A source close to Mohammadzadeh and Abdollahi told IHRDC that the attorneys chosen by the defendants were not permitted to review their case—and that the proceedings were actually convened in the absence of the attorneys. Ultimately, Branch 1 of the revolutionary court of Mahabad sentenced Mohammadzadeh to 20 years imprisonment and exile to prison in the city of Yazd for muharibih through membership in Komala—a Kurdish political party. The same court sentenced Abdollahi to 15 years of imprisonment and exile to the prison of Tabas on the same charges. The case was then sent to the appeals court in West Azerbaijan province, and the court upheld both sentences with allowing the defendants and/or their attorneys to present any defense.

Another source close to the defendants affirms that the police filed a claim against Mohammadzadeh and Abdollahi for killing a police officer at the time of their arrest. After years of investigation, the public court of Orumiyeh tried both Mohammadzadeh and Abdollahi for murder.  While Abdollahi was found innocent, the court sentenced Mohammadzadeh to pay diyah--blood money—to the family of the victim. Police forces and the family of the victim appealed the sentence and the verdict was sent to the Supreme Court. The Supreme Court sent the case back to one of the branches of the public court in Orumiyeh to be reprocessed.

Based on the court summons, the two prisoners are to be re-tried next week in one of the branches of the public court of Orumiyeh for the murder of the police officer.

In February 2010, Mohammadzadeh and Abdollahi were transferred to cells at the Intelligence Office of Orumiyeh and psychologically pressured and threatened during a month of interrogation. Following the dissemination of information about their case in the international press, the Intelligence Office of Orumiyeh brought a new case against Mohammadzadeh and Abdollahi in March 2010 based on their alleged connections with foreign media.  Subsequently, Branch 1 of the revolutionary court of Orumiyeh sentenced Mohammadzadeh and Abdollahi to 6 months of imprisonment for sending news about their conditions inside prison to foreign media.

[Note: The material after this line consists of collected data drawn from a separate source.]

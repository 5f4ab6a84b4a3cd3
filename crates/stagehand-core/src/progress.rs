use crate::change::ArtifactChange;

#[derive(Debug, Clone, Copy, PartialEq, Eq)]
pub enum ProgressStage {
    LayoutResolution,
    PackageInstallation,
    ConfigGeneration,
    ModuleInstallation,
}

impl ProgressStage {
    pub fn as_str(self) -> &'static str {
        match self {
            Self::LayoutResolution => "layout-resolution",
            Self::PackageInstallation => "package-installation",
            Self::ConfigGeneration => "config-generation",
            Self::ModuleInstallation => "module-installation",
        }
    }
}

#[derive(Debug, Clone, Copy, PartialEq)]
pub enum ProgressEvent {
    Starting(ProgressStage),
    Pulse(ProgressStage, f64),
    Completed(ProgressStage),
}

impl ProgressEvent {
    pub fn stage(&self) -> ProgressStage {
        match self {
            Self::Starting(stage) | Self::Pulse(stage, _) | Self::Completed(stage) => *stage,
        }
    }
}

pub trait Console {
    fn progress_update(&self, event: ProgressEvent);
    fn changes_found(&self, changes: &[ArtifactChange]);
    fn println(&self, text: &str);
    fn confirm(&self, prompt: &str) -> bool;
}

#[derive(Debug, Clone, Copy, Default)]
pub struct NullConsole;

impl Console for NullConsole {
    fn progress_update(&self, _event: ProgressEvent) {}

    fn changes_found(&self, _changes: &[ArtifactChange]) {}

    fn println(&self, _text: &str) {}

    fn confirm(&self, _prompt: &str) -> bool {
        true
    }
}
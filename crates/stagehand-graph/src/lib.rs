mod config;
mod error;
mod location;
mod manipulator;
mod provisioning;

pub use config::{ConfigCustomization, ConfigId, FeaturePackConfig, FeaturePackConfigBuilder};
pub use error::GraphError;
pub use location::FeaturePackLocation;
pub use manipulator::{copy_feature_pack_config, ProvisioningConfigManipulator};
pub use provisioning::{ProvisioningConfig, ProvisioningConfigBuilder};
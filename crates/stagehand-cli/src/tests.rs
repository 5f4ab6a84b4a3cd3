use std::fs;
use std::path::{Path, PathBuf};
use std::sync::atomic::{AtomicU64, Ordering};

use clap::Parser;
use stagehand_core::{ArtifactChange, NullConsole, OperationError, ResolvedManifest};
use stagehand_installer::{InstallationLayout, InstallationMetadata};

use crate::flows::{
    parse_repository_specs, run_feature_pack_remove_command, run_install_command,
    run_update_apply_command, run_update_list_command, run_update_prepare_command,
};
use crate::render::format_changes_lines;
use crate::{return_code_for, Cli, INVALID_ARGUMENTS, PROCESSING_ERROR};

static TEST_DIR_COUNTER: AtomicU64 = AtomicU64::new(0);

fn test_dir() -> PathBuf {
    let nanos = std::time::SystemTime::now()
        .duration_since(std::time::UNIX_EPOCH)
        .expect("system time")
        .as_nanos();
    let sequence = TEST_DIR_COUNTER.fetch_add(1, Ordering::Relaxed);
    let path = std::env::temp_dir().join(format!(
        "stagehand-cli-tests-{}-{}-{}",
        std::process::id(),
        nanos,
        sequence
    ));
    fs::create_dir_all(&path).expect("must create test dir");
    path
}

fn write_file(path: &Path, content: &str) {
    if let Some(parent) = path.parent() {
        fs::create_dir_all(parent).expect("must create parent dirs");
    }
    fs::write(path, content).expect("must write file");
}

fn build_repository(root: &Path, pins: &[(&str, &str)]) {
    let mut manifest = ResolvedManifest::new();
    for (name, version) in pins {
        manifest.insert(*name, *version);
    }
    write_file(
        &root.join("manifests").join("org.test:manifest.toml"),
        &manifest.to_toml_string().expect("must serialize manifest"),
    );
}

fn add_pack_file(root: &Path, producer: &str, version: &str, relative: &str, content: &str) {
    let mut path = root.join("packs").join(producer).join(version);
    for segment in relative.split('/') {
        path.push(segment);
    }
    write_file(&path, content);
}

#[test]
fn cli_parses_update_prepare_arguments() {
    let cli = Cli::try_parse_from([
        "stagehand",
        "update",
        "prepare",
        "--dir",
        "/srv/server",
        "--candidate-dir",
        "/srv/candidate",
        "--repository",
        "update::/repos/update",
        "-y",
    ])
    .expect("must parse");

    match cli.command {
        crate::Commands::Update(crate::UpdateCommands::Prepare {
            dir,
            candidate_dir,
            repositories,
            yes,
        }) => {
            assert_eq!(dir, PathBuf::from("/srv/server"));
            assert_eq!(candidate_dir, PathBuf::from("/srv/candidate"));
            assert_eq!(repositories, vec!["update::/repos/update".to_string()]);
            assert!(yes);
        }
        other => panic!("unexpected command: {other:?}"),
    }
}

#[test]
fn cli_rejects_unknown_subcommands() {
    assert!(Cli::try_parse_from(["stagehand", "upgrade"]).is_err());
}

#[test]
fn repository_specs_accept_ids_and_assign_positional_fallbacks() {
    let scratch = test_dir();
    let specs = vec![
        "update::/repos/update".to_string(),
        "/repos/anonymous".to_string(),
    ];

    let repositories = parse_repository_specs(&specs, &scratch).expect("must parse");

    assert_eq!(repositories[0].id, "update");
    assert_eq!(repositories[0].url, "/repos/update");
    assert_eq!(repositories[1].id, "repo-1");
    assert_eq!(repositories[1].url, "/repos/anonymous");

    let _ = fs::remove_dir_all(&scratch);
}

#[test]
fn empty_repository_list_is_a_configuration_error() {
    let scratch = test_dir();
    let err = parse_repository_specs(&[], &scratch).expect_err("must fail");

    assert!(matches!(
        err.downcast_ref::<OperationError>(),
        Some(OperationError::Configuration(_))
    ));

    let _ = fs::remove_dir_all(&scratch);
}

#[test]
fn malformed_repository_spec_is_rejected() {
    let scratch = test_dir();
    let err = parse_repository_specs(&["::missing-id".to_string()], &scratch)
        .expect_err("must fail");

    assert!(matches!(
        err.downcast_ref::<OperationError>(),
        Some(OperationError::Configuration(_))
    ));

    let _ = fs::remove_dir_all(&scratch);
}

#[test]
fn changes_render_with_versions_and_placeholders() {
    let lines = format_changes_lines(&[
        ArtifactChange::updated("org.test:core", "1.0.0", "1.1.0"),
        ArtifactChange::added("org.test:extras", "3.0.0"),
        ArtifactChange::removed("org.test:legacy", "0.9.0"),
    ]);

    assert_eq!(lines[0], "Updates found:");
    assert!(lines[1].contains("org.test:core"));
    assert!(lines[1].contains("1.0.0"));
    assert!(lines[1].contains("==>"));
    assert!(lines[2].contains("[]"));
    assert!(lines[3].contains("org.test:legacy"));
    assert_eq!(lines.len(), 4);
}

#[test]
fn downgrades_are_marked_and_produce_a_warning() {
    let lines = format_changes_lines(&[ArtifactChange::updated(
        "org.test:core",
        "2.0.0",
        "1.0.0",
    )]);

    assert!(lines[1].contains("[*]"));
    assert!(lines
        .last()
        .expect("must have a warning line")
        .contains("downgrades"));
}

#[test]
fn empty_change_list_renders_no_updates() {
    assert_eq!(
        format_changes_lines(&[]),
        vec!["No updates found".to_string()]
    );
}

#[test]
fn processing_errors_map_to_the_processing_exit_code() {
    let apply = anyhow::Error::from(OperationError::Apply {
        stage: "merging",
        reason: "disk full".to_string(),
    });
    let resolution = anyhow::Error::from(OperationError::Resolution {
        stream: "base-pack".to_string(),
        repositories: vec!["test (/repos/test)".to_string()],
        offline: false,
    });
    let corrupt = anyhow::Error::from(OperationError::CorruptInstallation {
        path: PathBuf::from("/srv/server"),
        apply_error: "disk full".to_string(),
        rollback_error: "still locked".to_string(),
    });

    assert_eq!(return_code_for(&apply), PROCESSING_ERROR);
    assert_eq!(return_code_for(&resolution), PROCESSING_ERROR);
    assert_eq!(return_code_for(&corrupt), PROCESSING_ERROR);
}

#[test]
fn validation_errors_map_to_the_invalid_arguments_exit_code() {
    let configuration =
        anyhow::Error::from(OperationError::Configuration("bad input".to_string()));
    let invalid_target = anyhow::Error::from(OperationError::InvalidCandidateTarget {
        path: PathBuf::from("/srv/candidate"),
        reason: "not empty".to_string(),
    });
    let metadata = anyhow::Error::from(OperationError::Metadata {
        path: PathBuf::from("/srv/server/.installation/installation.toml"),
        reason: "missing".to_string(),
    });

    assert_eq!(return_code_for(&configuration), INVALID_ARGUMENTS);
    assert_eq!(return_code_for(&invalid_target), INVALID_ARGUMENTS);
    assert_eq!(return_code_for(&metadata), INVALID_ARGUMENTS);
}

#[test]
fn install_prepare_and_apply_flow_updates_the_server() {
    let root = test_dir();
    let repo_v1 = root.join("repo-v1");
    build_repository(&repo_v1, &[("base-pack", "1.0.0")]);
    add_pack_file(
        &repo_v1,
        "base-pack",
        "1.0.0",
        "packages/main/bin/standalone.sh",
        "echo v1\n",
    );

    let server = root.join("server");
    run_install_command(
        &server,
        "org.test:manifest",
        &[repo_v1.display().to_string()],
        Some("base-pack"),
        None,
        &NullConsole,
    )
    .expect("install must succeed");

    let layout = InstallationLayout::new(&server);
    let metadata = InstallationMetadata::read(&layout).expect("must read metadata");
    assert_eq!(metadata.manifest.find("base-pack"), Some("1.0.0"));

    let repo_v2 = root.join("repo-v2");
    build_repository(&repo_v2, &[("base-pack", "1.1.0")]);
    add_pack_file(
        &repo_v2,
        "base-pack",
        "1.1.0",
        "packages/main/bin/standalone.sh",
        "echo v2\n",
    );

    let candidate = root.join("candidate");
    run_update_prepare_command(
        &server,
        &candidate,
        &[repo_v2.display().to_string()],
        &NullConsole,
    )
    .expect("prepare must succeed");

    let metadata = InstallationMetadata::read(&layout).expect("must read metadata");
    assert_eq!(metadata.manifest.find("base-pack"), Some("1.0.0"));

    run_update_apply_command(&server, &candidate, &NullConsole).expect("apply must succeed");

    let metadata = InstallationMetadata::read(&layout).expect("must read metadata");
    assert_eq!(metadata.manifest.find("base-pack"), Some("1.1.0"));
    assert_eq!(
        fs::read_to_string(server.join("bin/standalone.sh")).expect("must read file"),
        "echo v2\n"
    );

    let _ = fs::remove_dir_all(&root);
}

#[test]
fn update_list_reports_pending_changes_without_modifying_the_server() {
    let root = test_dir();
    let repo_v1 = root.join("repo-v1");
    build_repository(&repo_v1, &[("base-pack", "1.0.0")]);
    add_pack_file(&repo_v1, "base-pack", "1.0.0", "packages/main/a.txt", "a\n");

    let server = root.join("server");
    run_install_command(
        &server,
        "org.test:manifest",
        &[repo_v1.display().to_string()],
        Some("base-pack"),
        None,
        &NullConsole,
    )
    .expect("install must succeed");

    let repo_v2 = root.join("repo-v2");
    build_repository(&repo_v2, &[("base-pack", "2.0.0")]);
    add_pack_file(&repo_v2, "base-pack", "2.0.0", "packages/main/a.txt", "b\n");

    run_update_list_command(&server, &[repo_v2.display().to_string()], &NullConsole)
        .expect("list must succeed");

    let layout = InstallationLayout::new(&server);
    let metadata = InstallationMetadata::read(&layout).expect("must read metadata");
    assert_eq!(metadata.manifest.find("base-pack"), Some("1.0.0"));
    assert_eq!(
        fs::read_to_string(server.join("a.txt")).expect("must read file"),
        "a\n"
    );

    let _ = fs::remove_dir_all(&root);
}

#[test]
fn apply_failure_surfaces_a_processing_error() {
    let root = test_dir();
    let repo_v1 = root.join("repo-v1");
    build_repository(&repo_v1, &[("base-pack", "1.0.0")]);
    add_pack_file(&repo_v1, "base-pack", "1.0.0", "packages/main/mods", "flat file\n");

    let server = root.join("server");
    run_install_command(
        &server,
        "org.test:manifest",
        &[repo_v1.display().to_string()],
        Some("base-pack"),
        None,
        &NullConsole,
    )
    .expect("install must succeed");

    let repo_v2 = root.join("repo-v2");
    build_repository(&repo_v2, &[("base-pack", "1.1.0")]);
    add_pack_file(
        &repo_v2,
        "base-pack",
        "1.1.0",
        "packages/main/mods/nested.txt",
        "nested\n",
    );

    let candidate = root.join("candidate");
    run_update_prepare_command(
        &server,
        &candidate,
        &[repo_v2.display().to_string()],
        &NullConsole,
    )
    .expect("prepare must succeed");

    let err = run_update_apply_command(&server, &candidate, &NullConsole)
        .expect_err("apply must fail on the file/directory conflict");

    assert_eq!(return_code_for(&err), PROCESSING_ERROR);

    let layout = InstallationLayout::new(&server);
    let metadata = InstallationMetadata::read(&layout).expect("must read metadata");
    assert_eq!(metadata.manifest.find("base-pack"), Some("1.0.0"));
    assert_eq!(
        fs::read_to_string(server.join("mods")).expect("must read file"),
        "flat file\n"
    );

    let _ = fs::remove_dir_all(&root);
}

#[test]
fn feature_pack_remove_converges_the_installation() {
    let root = test_dir();
    let repo = root.join("repo");
    build_repository(&repo, &[("base-pack", "1.0.0"), ("extras-pack", "2.0.0")]);
    add_pack_file(&repo, "base-pack", "1.0.0", "packages/main/base.txt", "base\n");
    add_pack_file(
        &repo,
        "extras-pack",
        "2.0.0",
        "packages/main/extras.txt",
        "extras\n",
    );

    let config_path = root.join("provisioning.toml");
    write_file(
        &config_path,
        "[[feature_packs]]\nlocation = \"base-pack\"\n\n[[feature_packs]]\nlocation = \"extras-pack\"\n",
    );

    let server = root.join("server");
    run_install_command(
        &server,
        "org.test:manifest",
        &[repo.display().to_string()],
        None,
        Some(&config_path),
        &NullConsole,
    )
    .expect("install must succeed");

    let layout = InstallationLayout::new(&server);
    assert!(server.join("extras.txt").is_file());

    run_feature_pack_remove_command(&server, "extras-pack", &NullConsole)
        .expect("feature pack removal must succeed");

    let metadata = InstallationMetadata::read(&layout).expect("must read metadata");
    assert_eq!(metadata.manifest.find("base-pack"), Some("1.0.0"));
    assert_eq!(metadata.manifest.find("extras-pack"), None);
    assert!(server.join("base.txt").is_file());
    assert!(!server.join("extras.txt").exists());

    let _ = fs::remove_dir_all(&root);
}

#[test]
fn removing_an_unknown_feature_pack_is_an_invalid_argument() {
    let root = test_dir();
    let repo = root.join("repo");
    build_repository(&repo, &[("base-pack", "1.0.0")]);
    add_pack_file(&repo, "base-pack", "1.0.0", "packages/main/base.txt", "base\n");

    let server = root.join("server");
    run_install_command(
        &server,
        "org.test:manifest",
        &[repo.display().to_string()],
        Some("base-pack"),
        None,
        &NullConsole,
    )
    .expect("install must succeed");

    let err = run_feature_pack_remove_command(&server, "missing-pack", &NullConsole)
        .expect_err("must fail for an unknown feature pack");

    assert_eq!(return_code_for(&err), INVALID_ARGUMENTS);

    let _ = fs::remove_dir_all(&root);
}

#[test]
fn missing_stream_resolution_error_is_a_processing_error() {
    let root = test_dir();
    let repo = root.join("repo");
    build_repository(&repo, &[("other-pack", "1.0.0")]);

    let server = root.join("server");
    let err = run_install_command(
        &server,
        "org.test:manifest",
        &[repo.display().to_string()],
        Some("base-pack"),
        None,
        &NullConsole,
    )
    .expect_err("install must fail to resolve");

    assert_eq!(return_code_for(&err), PROCESSING_ERROR);

    let _ = fs::remove_dir_all(&root);
}
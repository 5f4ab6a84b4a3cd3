use anyhow::Result;
use serde::{Deserialize, Serialize};

use crate::error::OperationError;

#[derive(Debug, Clone, PartialEq, Eq, Serialize, Deserialize)]
pub struct Repository {
    pub id: String,
    pub url: String,
}

impl Repository {
    pub fn new(id: impl Into<String>, url: impl Into<String>) -> Self {
        Self {
            id: id.into(),
            url: url.into(),
        }
    }
}

#[derive(Debug, Clone, Copy, Default, PartialEq, Eq, Serialize, Deserialize)]
#[serde(rename_all = "kebab-case")]
pub enum NoStreamStrategy {
    Latest,
    MavenLatest,
    #[default]
    None,
}

#[derive(Debug, Clone, PartialEq, Eq, Serialize, Deserialize)]
pub struct Channel {
    #[serde(default)]
    pub name: Option<String>,
    pub manifest_coordinate: String,
    #[serde(default)]
    pub blocklist_coordinate: Option<String>,
    #[serde(default)]
    pub repositories: Vec<Repository>,
    #[serde(default)]
    pub no_stream_strategy: NoStreamStrategy,
}

impl Channel {
    pub fn new(manifest_coordinate: impl Into<String>, repositories: Vec<Repository>) -> Self {
        Self {
            name: None,
            manifest_coordinate: manifest_coordinate.into(),
            blocklist_coordinate: None,
            repositories,
            no_stream_strategy: NoStreamStrategy::default(),
        }
    }
}

pub fn enforce_channel_names(channels: Vec<Channel>) -> Vec<Channel> {
    channels
        .into_iter()
        .enumerate()
        .map(|(index, channel)| {
            let missing = channel
                .name
                .as_deref()
                .map(str::trim)
                .unwrap_or("")
                .is_empty();
            if missing {
                Channel {
                    name: Some(format!("channel-{index}")),
                    ..channel
                }
            } else {
                channel
            }
        })
        .collect()
}

#[derive(Debug, Clone, PartialEq, Eq)]
pub enum ChannelSelection {
    Current,
    Channels(Vec<Channel>),
    RepositoryOverride(Vec<Repository>),
}

impl ChannelSelection {
    pub fn apply_to(&self, current: &[Channel]) -> Result<Vec<Channel>> {
        let selected = match self {
            Self::Current => {
                if current.is_empty() {
                    return Err(OperationError::Configuration(
                        "the installation does not define any channels".to_string(),
                    )
                    .into());
                }
                current.to_vec()
            }
            Self::Channels(channels) => {
                if channels.is_empty() {
                    return Err(OperationError::Configuration(
                        "at least one channel is required".to_string(),
                    )
                    .into());
                }
                channels.clone()
            }
            Self::RepositoryOverride(repositories) => {
                if repositories.is_empty() {
                    return Err(OperationError::Configuration(
                        "at least one override repository is required".to_string(),
                    )
                    .into());
                }
                if current.is_empty() {
                    return Err(OperationError::Configuration(
                        "the installation does not define any channels to override".to_string(),
                    )
                    .into());
                }
                current
                    .iter()
                    .map(|channel| Channel {
                        repositories: repositories.clone(),
                        ..channel.clone()
                    })
                    .collect()
            }
        };
        Ok(enforce_channel_names(selected))
    }
}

The latest news about Mohammadzadeh indicates that on Saturday, April 1, 2012, he was transferred to solitary confinement in Orumiyeh prison. Information about his condition in solitary confinement and the reason for his transfer to the solitary cells is unknown. Up until Mohammadzadeh’s transfer, both Mohammadzadeh and Abdollahi were detained in the special prison ward for “murderers and drug traffickers” in the central prison of Orumiyeh.